Narrow the data below down to the lines containing "MemoryServer".

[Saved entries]
BEGIN

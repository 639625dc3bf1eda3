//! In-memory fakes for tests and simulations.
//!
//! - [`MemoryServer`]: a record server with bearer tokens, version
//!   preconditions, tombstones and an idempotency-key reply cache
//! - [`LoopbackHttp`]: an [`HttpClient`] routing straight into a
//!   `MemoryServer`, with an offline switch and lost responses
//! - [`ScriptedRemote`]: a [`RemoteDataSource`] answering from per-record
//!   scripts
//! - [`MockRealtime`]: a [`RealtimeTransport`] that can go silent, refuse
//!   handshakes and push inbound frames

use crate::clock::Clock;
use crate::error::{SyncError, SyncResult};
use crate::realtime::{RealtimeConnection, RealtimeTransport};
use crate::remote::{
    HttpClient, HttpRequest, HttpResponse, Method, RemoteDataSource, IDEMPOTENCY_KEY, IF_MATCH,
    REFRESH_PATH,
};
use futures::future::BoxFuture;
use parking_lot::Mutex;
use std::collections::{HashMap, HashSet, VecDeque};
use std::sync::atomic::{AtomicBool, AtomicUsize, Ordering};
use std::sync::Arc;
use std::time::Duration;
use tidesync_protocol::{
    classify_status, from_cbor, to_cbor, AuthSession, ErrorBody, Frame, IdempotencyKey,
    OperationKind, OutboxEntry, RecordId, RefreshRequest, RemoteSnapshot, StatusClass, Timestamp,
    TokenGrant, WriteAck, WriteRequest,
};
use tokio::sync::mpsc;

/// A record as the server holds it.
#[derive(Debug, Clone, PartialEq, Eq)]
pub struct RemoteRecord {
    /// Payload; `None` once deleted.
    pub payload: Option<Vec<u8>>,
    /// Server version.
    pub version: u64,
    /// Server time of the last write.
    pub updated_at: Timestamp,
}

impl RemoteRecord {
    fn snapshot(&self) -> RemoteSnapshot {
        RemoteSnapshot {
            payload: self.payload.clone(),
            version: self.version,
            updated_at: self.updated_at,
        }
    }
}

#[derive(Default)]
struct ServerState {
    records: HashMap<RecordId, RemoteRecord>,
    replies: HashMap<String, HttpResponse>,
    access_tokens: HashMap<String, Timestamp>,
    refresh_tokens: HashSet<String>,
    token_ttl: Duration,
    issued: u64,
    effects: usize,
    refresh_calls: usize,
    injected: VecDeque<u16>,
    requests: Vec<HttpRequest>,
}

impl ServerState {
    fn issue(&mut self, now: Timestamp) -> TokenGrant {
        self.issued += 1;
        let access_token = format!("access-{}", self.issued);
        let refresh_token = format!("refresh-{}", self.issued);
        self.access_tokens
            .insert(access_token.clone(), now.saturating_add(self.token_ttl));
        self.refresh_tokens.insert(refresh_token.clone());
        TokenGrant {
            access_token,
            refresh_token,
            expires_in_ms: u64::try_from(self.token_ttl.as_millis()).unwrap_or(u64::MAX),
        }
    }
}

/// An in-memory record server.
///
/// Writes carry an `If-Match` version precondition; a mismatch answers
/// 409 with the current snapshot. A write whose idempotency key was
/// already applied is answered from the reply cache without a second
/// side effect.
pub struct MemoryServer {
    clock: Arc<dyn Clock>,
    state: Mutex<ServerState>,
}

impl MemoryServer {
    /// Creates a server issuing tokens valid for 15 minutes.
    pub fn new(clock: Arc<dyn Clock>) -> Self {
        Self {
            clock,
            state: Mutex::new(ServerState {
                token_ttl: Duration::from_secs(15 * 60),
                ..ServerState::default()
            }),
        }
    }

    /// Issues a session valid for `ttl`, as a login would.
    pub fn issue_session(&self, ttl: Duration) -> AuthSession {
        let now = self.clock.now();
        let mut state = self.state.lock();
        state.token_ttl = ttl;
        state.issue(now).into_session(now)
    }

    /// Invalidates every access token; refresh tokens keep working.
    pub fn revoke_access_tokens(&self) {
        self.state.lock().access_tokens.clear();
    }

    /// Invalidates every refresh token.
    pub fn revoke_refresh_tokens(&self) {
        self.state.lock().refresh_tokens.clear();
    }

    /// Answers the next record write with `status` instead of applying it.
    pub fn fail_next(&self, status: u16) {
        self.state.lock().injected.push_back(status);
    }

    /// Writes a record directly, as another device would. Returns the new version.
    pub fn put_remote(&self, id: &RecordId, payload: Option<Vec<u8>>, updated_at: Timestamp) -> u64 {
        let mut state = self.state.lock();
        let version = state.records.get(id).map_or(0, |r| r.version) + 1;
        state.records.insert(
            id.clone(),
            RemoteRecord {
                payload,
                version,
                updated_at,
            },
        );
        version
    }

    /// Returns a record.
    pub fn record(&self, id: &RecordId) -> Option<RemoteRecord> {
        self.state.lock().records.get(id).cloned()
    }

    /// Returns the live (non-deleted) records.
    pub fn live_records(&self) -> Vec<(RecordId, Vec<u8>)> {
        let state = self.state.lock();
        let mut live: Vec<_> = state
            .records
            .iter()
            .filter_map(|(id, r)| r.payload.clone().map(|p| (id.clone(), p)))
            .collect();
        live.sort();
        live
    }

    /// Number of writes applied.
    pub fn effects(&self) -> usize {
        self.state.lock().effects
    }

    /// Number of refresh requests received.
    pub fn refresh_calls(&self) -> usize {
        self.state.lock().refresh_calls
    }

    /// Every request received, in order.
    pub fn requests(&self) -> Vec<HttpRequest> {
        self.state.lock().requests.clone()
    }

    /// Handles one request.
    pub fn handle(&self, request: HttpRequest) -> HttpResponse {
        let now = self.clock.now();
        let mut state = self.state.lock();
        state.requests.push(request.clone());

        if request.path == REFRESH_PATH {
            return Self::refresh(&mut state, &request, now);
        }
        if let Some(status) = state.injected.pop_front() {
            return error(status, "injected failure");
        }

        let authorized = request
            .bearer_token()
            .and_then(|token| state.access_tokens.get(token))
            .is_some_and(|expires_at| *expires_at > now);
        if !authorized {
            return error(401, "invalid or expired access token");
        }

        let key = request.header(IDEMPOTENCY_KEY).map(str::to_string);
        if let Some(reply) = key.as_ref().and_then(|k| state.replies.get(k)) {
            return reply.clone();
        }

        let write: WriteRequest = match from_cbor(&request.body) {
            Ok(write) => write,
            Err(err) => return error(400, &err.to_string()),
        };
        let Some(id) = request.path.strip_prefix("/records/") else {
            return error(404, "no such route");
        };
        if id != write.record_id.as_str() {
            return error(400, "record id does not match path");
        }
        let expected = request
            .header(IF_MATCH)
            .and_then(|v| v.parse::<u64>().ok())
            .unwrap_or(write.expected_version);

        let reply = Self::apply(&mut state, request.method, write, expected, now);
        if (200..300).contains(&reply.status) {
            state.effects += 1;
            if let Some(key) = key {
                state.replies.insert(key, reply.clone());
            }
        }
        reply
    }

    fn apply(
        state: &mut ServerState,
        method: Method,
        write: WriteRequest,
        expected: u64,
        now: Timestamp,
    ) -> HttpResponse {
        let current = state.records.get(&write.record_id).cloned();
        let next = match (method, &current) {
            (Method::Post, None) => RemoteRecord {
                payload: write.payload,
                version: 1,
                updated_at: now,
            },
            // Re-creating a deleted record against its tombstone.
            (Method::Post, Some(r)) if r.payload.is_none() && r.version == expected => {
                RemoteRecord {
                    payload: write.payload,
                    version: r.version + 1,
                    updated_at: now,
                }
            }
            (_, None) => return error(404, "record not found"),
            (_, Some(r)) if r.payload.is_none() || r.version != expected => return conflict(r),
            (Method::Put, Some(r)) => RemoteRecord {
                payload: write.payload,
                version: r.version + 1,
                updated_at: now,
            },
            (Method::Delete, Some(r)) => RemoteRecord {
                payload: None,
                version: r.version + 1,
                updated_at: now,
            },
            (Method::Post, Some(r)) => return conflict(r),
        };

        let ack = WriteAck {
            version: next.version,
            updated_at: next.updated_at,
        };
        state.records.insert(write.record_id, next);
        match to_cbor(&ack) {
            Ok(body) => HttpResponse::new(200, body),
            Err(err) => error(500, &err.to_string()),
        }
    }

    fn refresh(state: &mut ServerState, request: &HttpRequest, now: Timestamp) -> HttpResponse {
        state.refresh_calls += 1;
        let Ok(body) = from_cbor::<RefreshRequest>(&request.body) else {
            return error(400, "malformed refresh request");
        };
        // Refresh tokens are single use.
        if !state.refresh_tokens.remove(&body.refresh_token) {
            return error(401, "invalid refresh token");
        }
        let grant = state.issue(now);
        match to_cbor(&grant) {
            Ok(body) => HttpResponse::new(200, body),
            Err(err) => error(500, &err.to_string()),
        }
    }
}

END

### Exercise result
//! - [`MemoryServer`]: a record server with bearer tokens, version
//!   `MemoryServer`, with an offline switch and lost responses
pub struct MemoryServer {
impl MemoryServer {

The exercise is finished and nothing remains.